RECORDED DATA —
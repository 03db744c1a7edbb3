//! Demo boot binary
//!
//! Opens (or creates) the configured database, boots every catalog manager
//! in dependency order, and prints a catalog summary.

use tracing::info;
use tracing_subscriber::EnvFilter;

use realm_server_data::{GameData, StorageConfig};

#[tokio::main]
async fn main() -> anyhow::Result<()> {
    tracing_subscriber::fmt()
        .with_env_filter(EnvFilter::try_from_default_env().unwrap_or_else(|_| "info".into()))
        .init();

    let config = StorageConfig::from_env();
    if let Some(dir) = std::path::Path::new(&config.database_path).parent() {
        if !dir.as_os_str().is_empty() {
            std::fs::create_dir_all(dir)?;
        }
    }

    let data = GameData::new(config);
    data.boot().await?;

    info!(
        accounts = data.accounts.accounts().len(),
        resource_templates = data.resources.templates().len(),
        item_templates = data.items.template_count(),
        items = data.items.item_count(),
        characters = data.characters.characters().len(),
        recipes = data.crafting.recipes().len(),
        "realm data layer ready"
    );
    Ok(())
}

EXERCISE DESCRIPTION — Each line from the beginning of the entries to the line with "use tracing_subscriber::EnvFilter;" must be repeated exactly, with both end lines kept and no other lines given.

YOUR SOLUTION —
repository 03db744c1a7edbb3
//! Demo boot binary
//!
//! Opens (or creates) the configured database, boots every catalog manager
//! in dependency order, and prints a catalog summary.

use tracing::info;
use tracing_subscriber::EnvFilter;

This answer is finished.